PROBLEM DESCRIPTION -
Only the number is needed: count the lines below that hold the string "TimelineItem".

=== MATERIAL TO PROCESS ===

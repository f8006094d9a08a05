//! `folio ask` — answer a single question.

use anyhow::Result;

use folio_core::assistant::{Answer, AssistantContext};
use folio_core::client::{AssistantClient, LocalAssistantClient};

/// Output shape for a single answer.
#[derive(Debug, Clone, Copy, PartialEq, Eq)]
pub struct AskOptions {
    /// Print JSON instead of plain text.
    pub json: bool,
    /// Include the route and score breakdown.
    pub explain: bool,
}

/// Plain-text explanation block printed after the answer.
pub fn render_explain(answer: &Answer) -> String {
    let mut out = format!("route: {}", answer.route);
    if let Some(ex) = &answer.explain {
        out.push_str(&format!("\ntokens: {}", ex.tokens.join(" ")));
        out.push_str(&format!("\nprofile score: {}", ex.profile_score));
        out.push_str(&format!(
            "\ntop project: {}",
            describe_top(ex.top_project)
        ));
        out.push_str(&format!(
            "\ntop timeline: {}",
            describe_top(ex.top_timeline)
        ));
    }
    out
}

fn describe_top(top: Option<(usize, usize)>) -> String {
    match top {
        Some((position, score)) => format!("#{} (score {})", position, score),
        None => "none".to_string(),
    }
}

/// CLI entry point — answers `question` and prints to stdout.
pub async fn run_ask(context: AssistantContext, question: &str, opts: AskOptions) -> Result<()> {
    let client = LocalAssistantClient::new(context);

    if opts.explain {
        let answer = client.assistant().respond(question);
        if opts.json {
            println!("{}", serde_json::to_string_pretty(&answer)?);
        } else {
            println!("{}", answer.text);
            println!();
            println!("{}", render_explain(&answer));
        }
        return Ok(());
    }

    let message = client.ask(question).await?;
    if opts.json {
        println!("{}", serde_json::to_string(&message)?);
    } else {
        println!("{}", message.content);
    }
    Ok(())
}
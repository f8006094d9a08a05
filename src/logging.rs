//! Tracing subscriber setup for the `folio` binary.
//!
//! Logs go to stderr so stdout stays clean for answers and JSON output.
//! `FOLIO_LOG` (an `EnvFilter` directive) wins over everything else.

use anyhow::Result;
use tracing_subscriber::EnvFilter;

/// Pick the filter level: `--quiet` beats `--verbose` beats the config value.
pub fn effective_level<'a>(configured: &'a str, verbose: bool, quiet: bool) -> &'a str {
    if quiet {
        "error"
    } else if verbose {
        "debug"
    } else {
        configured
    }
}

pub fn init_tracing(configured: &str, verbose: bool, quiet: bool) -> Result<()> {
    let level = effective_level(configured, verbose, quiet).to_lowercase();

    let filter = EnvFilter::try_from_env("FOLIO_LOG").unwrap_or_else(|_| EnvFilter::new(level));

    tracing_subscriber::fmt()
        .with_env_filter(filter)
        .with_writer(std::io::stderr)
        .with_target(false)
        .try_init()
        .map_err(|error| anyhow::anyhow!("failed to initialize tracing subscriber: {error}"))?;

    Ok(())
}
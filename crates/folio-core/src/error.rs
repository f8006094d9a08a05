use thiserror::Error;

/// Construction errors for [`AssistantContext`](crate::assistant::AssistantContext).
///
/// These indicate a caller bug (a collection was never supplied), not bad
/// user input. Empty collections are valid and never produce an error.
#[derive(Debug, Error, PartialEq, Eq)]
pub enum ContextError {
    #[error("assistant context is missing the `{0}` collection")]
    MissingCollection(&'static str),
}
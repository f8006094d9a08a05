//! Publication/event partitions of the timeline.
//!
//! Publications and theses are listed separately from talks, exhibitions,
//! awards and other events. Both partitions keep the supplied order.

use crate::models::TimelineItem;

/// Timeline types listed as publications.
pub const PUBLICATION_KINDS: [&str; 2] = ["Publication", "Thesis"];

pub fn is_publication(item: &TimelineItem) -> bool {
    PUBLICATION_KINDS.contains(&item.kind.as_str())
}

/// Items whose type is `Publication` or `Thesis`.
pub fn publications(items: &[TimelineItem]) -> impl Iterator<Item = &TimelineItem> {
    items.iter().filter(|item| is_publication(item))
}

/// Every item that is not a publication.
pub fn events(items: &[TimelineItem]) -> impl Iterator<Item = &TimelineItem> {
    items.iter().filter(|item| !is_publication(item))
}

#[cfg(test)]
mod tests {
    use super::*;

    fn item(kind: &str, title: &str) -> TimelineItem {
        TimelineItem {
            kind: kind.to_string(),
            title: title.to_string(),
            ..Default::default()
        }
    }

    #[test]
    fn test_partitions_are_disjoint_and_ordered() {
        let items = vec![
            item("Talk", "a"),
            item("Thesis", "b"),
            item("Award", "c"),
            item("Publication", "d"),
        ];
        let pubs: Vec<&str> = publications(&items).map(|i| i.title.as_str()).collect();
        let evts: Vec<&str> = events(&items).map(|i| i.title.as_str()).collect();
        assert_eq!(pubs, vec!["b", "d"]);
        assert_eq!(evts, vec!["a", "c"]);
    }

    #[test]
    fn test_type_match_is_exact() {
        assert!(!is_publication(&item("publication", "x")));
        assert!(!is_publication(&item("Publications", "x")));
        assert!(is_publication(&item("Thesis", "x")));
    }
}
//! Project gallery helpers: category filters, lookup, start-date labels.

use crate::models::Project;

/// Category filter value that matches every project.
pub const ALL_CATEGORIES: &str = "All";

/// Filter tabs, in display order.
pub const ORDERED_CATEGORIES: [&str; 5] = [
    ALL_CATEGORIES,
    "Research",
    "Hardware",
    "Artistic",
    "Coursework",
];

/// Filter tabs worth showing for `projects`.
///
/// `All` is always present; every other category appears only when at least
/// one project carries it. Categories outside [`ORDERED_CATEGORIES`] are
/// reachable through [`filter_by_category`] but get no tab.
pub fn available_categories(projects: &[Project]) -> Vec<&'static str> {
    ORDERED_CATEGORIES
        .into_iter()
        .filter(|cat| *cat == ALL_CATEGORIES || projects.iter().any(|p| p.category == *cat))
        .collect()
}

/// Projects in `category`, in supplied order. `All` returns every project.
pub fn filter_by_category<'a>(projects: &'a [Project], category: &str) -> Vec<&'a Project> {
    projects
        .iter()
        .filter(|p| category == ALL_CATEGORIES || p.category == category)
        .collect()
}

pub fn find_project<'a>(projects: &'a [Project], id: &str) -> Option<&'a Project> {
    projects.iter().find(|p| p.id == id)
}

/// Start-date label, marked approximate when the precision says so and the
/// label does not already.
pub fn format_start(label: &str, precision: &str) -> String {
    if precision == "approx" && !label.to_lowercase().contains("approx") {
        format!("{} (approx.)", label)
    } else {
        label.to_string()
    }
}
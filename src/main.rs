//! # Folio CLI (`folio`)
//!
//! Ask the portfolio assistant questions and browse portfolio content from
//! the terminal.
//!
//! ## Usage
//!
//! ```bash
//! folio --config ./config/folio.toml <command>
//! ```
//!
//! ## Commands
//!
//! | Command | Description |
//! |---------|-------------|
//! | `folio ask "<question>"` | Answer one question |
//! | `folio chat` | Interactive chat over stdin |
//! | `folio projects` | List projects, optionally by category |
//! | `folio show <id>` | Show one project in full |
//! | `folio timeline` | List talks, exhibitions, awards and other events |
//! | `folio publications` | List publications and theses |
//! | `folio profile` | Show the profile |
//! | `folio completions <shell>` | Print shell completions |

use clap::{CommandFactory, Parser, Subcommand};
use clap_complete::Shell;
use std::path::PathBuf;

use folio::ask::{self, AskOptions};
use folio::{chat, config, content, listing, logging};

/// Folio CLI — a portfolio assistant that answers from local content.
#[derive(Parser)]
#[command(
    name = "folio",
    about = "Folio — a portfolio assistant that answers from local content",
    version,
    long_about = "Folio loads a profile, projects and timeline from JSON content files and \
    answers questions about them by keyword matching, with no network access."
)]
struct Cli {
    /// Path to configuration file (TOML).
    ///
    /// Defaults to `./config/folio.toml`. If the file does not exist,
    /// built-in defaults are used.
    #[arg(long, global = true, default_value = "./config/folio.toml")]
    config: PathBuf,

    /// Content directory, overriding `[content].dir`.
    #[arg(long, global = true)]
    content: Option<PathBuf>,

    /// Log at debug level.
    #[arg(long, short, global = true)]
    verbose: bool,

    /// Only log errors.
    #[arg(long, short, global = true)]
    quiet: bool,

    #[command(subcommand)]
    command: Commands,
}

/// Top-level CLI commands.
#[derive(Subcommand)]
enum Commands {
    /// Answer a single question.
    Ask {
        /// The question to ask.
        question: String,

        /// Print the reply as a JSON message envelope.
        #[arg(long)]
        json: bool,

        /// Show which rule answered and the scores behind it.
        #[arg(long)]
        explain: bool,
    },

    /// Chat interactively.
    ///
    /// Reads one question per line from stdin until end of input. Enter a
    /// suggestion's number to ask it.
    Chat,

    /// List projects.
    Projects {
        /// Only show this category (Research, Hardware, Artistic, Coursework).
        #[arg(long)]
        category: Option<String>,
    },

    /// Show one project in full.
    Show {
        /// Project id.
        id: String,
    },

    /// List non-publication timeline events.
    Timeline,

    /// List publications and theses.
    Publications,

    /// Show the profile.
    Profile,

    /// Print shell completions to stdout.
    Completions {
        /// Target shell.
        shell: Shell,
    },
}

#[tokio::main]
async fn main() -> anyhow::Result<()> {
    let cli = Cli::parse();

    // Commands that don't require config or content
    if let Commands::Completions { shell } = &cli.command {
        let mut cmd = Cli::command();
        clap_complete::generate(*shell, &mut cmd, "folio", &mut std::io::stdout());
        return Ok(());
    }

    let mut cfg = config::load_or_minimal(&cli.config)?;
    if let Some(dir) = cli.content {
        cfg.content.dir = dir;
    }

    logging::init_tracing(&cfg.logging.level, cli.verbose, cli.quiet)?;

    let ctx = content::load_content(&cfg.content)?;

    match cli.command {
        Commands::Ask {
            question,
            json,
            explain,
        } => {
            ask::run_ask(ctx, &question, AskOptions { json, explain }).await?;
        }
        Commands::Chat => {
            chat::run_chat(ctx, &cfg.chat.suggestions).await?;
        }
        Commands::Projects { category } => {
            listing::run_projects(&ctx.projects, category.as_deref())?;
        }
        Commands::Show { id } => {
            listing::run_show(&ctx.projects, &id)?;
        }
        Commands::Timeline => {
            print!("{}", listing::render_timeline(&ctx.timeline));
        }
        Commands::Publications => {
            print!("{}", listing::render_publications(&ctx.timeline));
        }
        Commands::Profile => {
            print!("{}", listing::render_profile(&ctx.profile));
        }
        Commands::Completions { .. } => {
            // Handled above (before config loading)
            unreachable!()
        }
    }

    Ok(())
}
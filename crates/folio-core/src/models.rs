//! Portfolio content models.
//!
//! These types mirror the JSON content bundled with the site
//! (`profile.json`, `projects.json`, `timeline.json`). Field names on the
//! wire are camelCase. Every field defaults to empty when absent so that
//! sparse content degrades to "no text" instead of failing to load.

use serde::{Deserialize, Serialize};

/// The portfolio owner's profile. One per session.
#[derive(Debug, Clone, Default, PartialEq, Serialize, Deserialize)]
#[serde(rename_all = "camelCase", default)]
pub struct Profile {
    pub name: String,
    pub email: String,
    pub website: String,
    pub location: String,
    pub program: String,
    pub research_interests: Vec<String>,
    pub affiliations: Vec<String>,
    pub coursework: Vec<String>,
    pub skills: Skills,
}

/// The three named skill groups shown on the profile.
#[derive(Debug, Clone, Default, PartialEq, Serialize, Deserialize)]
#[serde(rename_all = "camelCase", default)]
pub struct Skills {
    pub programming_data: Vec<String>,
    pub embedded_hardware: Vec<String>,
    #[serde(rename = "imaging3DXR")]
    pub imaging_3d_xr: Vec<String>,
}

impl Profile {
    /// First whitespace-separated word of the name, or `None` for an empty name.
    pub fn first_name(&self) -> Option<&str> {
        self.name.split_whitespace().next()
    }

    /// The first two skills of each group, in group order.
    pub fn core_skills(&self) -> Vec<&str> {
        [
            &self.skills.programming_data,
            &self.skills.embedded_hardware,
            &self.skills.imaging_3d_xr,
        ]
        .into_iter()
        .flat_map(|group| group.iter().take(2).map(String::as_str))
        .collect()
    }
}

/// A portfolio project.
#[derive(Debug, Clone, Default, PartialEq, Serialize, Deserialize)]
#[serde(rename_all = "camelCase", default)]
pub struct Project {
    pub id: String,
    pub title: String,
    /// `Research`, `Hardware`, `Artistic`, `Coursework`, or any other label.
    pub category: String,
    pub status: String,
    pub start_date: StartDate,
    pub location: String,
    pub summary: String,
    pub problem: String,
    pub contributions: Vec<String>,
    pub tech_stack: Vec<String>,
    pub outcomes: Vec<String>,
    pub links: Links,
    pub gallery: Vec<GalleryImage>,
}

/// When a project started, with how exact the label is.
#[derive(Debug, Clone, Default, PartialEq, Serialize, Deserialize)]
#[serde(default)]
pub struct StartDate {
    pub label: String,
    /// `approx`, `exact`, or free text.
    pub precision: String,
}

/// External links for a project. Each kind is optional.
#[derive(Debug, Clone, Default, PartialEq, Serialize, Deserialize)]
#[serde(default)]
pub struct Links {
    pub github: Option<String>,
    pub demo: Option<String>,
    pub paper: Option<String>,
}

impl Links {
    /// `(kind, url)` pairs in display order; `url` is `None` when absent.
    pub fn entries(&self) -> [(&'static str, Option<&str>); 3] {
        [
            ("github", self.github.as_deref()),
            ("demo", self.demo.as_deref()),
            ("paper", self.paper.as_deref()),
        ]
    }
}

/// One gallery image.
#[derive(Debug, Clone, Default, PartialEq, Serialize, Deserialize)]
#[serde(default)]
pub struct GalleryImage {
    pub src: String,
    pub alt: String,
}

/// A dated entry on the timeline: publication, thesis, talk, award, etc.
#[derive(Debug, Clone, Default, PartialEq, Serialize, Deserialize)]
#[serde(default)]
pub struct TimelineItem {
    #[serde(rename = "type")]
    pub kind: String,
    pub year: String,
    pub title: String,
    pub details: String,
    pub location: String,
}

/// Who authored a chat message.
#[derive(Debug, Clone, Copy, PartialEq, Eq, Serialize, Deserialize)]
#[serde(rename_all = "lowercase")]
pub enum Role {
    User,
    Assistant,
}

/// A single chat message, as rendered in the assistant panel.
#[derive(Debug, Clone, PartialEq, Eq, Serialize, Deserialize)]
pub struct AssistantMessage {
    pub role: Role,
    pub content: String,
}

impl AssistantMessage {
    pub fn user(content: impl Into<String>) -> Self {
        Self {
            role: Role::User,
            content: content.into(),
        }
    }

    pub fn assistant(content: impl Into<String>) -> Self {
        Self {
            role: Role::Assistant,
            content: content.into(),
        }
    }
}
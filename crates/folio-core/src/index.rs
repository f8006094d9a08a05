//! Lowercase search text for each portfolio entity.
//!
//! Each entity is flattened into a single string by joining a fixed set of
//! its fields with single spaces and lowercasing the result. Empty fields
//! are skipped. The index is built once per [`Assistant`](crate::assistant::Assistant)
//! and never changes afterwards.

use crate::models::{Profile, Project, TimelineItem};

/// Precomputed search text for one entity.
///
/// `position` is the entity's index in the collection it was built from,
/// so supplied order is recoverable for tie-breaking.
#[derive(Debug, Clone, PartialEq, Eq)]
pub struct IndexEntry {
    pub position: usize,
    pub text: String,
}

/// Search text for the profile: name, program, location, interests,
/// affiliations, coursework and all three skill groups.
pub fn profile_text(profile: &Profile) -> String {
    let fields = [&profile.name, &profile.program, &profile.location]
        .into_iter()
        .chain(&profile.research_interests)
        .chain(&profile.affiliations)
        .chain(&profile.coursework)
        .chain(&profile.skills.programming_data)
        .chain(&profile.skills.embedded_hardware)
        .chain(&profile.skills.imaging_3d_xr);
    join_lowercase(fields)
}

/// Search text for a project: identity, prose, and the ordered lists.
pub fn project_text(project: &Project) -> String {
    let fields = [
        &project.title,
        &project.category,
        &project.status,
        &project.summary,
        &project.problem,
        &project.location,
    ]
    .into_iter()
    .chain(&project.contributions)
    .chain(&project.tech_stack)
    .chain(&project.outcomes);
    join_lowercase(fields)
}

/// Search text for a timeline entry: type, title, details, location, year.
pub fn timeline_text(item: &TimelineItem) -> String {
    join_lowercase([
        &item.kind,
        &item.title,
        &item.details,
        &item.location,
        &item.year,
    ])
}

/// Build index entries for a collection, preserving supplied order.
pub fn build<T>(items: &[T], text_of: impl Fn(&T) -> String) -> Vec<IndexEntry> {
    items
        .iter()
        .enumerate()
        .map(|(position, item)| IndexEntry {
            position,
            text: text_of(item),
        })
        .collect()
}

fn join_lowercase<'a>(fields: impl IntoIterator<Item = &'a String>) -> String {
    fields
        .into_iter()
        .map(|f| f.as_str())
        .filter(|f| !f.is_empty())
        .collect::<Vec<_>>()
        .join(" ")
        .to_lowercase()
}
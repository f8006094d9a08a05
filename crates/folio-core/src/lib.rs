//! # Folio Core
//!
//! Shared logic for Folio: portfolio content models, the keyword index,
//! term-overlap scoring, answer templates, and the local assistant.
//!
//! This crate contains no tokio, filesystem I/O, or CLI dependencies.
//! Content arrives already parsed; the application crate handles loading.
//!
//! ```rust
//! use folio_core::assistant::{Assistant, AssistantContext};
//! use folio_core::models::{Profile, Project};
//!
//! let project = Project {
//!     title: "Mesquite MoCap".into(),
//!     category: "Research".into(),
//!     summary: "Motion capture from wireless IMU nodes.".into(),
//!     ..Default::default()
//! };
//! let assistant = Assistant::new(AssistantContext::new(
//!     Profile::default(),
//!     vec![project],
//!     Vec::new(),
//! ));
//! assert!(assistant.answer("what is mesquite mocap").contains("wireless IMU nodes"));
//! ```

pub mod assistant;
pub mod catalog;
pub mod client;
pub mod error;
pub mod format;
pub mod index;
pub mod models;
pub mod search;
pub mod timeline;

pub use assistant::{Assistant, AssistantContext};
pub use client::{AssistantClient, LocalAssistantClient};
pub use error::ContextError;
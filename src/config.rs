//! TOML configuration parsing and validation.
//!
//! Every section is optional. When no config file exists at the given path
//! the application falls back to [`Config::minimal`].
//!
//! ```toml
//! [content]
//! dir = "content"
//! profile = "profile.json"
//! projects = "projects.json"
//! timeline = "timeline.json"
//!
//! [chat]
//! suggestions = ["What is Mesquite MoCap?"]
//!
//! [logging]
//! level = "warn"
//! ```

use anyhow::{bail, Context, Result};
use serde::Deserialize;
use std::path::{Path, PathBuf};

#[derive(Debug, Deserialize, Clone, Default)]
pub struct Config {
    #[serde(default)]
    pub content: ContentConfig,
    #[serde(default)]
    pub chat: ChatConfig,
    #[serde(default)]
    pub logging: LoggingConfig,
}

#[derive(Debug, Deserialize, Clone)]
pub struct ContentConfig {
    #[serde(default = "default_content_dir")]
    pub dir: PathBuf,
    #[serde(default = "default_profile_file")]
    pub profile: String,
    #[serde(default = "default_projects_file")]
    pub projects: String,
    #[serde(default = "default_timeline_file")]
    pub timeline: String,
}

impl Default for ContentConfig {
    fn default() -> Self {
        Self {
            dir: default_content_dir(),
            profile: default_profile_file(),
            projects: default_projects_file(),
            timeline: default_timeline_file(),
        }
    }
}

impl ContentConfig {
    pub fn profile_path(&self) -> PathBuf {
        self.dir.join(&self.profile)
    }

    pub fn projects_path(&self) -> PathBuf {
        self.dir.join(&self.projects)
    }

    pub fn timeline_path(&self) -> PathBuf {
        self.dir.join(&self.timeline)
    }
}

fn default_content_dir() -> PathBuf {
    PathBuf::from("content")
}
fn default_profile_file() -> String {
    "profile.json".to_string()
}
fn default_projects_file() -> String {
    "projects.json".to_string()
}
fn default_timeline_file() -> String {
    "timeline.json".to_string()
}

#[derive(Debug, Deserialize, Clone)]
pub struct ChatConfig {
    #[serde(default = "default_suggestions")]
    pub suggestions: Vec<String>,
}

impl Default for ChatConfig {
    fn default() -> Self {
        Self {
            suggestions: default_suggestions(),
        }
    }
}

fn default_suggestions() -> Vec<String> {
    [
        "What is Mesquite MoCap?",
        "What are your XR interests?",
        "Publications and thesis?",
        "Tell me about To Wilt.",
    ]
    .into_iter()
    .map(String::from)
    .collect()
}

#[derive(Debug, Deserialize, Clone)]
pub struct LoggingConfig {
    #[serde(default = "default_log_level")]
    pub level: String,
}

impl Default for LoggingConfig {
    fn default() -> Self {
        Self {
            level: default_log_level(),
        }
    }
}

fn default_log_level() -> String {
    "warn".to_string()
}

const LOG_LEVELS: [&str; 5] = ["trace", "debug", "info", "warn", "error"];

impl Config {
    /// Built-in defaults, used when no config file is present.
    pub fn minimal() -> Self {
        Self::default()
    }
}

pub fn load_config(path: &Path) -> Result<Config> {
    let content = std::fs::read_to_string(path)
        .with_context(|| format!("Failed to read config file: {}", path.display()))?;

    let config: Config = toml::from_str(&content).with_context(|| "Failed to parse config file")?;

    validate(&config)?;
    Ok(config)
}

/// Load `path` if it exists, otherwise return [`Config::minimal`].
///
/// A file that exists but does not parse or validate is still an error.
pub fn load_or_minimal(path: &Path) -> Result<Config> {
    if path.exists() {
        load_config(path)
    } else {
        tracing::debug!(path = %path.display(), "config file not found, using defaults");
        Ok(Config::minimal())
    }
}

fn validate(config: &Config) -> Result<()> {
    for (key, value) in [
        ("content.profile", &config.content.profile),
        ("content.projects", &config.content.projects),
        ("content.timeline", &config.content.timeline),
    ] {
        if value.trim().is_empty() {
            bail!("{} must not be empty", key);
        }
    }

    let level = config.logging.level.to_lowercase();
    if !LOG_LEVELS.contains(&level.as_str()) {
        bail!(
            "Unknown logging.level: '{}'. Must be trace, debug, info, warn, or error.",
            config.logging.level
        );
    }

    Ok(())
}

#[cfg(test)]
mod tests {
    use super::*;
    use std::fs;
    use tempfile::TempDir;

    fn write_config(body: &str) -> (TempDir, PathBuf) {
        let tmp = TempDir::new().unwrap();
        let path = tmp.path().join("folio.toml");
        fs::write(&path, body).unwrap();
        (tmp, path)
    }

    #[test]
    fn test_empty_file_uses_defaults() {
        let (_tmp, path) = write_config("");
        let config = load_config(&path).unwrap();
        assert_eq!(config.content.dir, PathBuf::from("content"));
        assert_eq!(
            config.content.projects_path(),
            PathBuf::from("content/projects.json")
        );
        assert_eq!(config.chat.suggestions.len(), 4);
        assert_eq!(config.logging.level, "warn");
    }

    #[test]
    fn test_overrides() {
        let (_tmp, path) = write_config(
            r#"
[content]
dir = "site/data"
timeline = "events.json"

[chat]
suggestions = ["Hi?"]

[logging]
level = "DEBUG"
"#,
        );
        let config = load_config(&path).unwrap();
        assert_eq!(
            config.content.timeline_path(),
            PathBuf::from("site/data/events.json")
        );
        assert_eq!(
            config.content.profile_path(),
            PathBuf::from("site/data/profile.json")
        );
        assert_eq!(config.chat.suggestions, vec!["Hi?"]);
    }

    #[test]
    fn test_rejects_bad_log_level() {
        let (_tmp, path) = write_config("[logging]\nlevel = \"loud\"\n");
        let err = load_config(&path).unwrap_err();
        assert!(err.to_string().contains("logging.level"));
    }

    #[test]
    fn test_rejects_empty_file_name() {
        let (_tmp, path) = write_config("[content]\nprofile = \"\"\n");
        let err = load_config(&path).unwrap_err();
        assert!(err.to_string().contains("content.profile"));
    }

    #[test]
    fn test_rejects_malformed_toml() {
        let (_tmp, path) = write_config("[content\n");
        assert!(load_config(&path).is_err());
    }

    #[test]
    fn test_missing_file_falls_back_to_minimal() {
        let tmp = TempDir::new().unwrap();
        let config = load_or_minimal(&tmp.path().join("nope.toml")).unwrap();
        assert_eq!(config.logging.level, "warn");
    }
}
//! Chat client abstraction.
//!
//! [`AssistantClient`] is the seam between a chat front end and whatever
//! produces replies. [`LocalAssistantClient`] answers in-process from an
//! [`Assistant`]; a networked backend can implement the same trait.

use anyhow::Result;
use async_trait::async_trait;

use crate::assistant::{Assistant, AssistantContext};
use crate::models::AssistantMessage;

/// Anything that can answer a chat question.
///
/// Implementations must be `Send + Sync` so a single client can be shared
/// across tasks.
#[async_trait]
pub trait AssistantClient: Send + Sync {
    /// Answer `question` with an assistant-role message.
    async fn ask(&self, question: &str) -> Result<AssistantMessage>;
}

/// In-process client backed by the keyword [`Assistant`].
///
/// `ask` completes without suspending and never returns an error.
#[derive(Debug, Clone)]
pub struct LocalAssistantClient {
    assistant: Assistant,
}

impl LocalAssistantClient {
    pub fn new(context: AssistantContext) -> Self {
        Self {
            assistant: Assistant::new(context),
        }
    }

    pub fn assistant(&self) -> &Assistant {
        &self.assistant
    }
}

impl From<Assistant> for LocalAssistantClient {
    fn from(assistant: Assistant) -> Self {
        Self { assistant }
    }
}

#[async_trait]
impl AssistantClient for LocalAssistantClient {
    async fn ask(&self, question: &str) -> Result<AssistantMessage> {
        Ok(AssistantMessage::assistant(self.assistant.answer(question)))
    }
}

===

ANSWER AREA -
9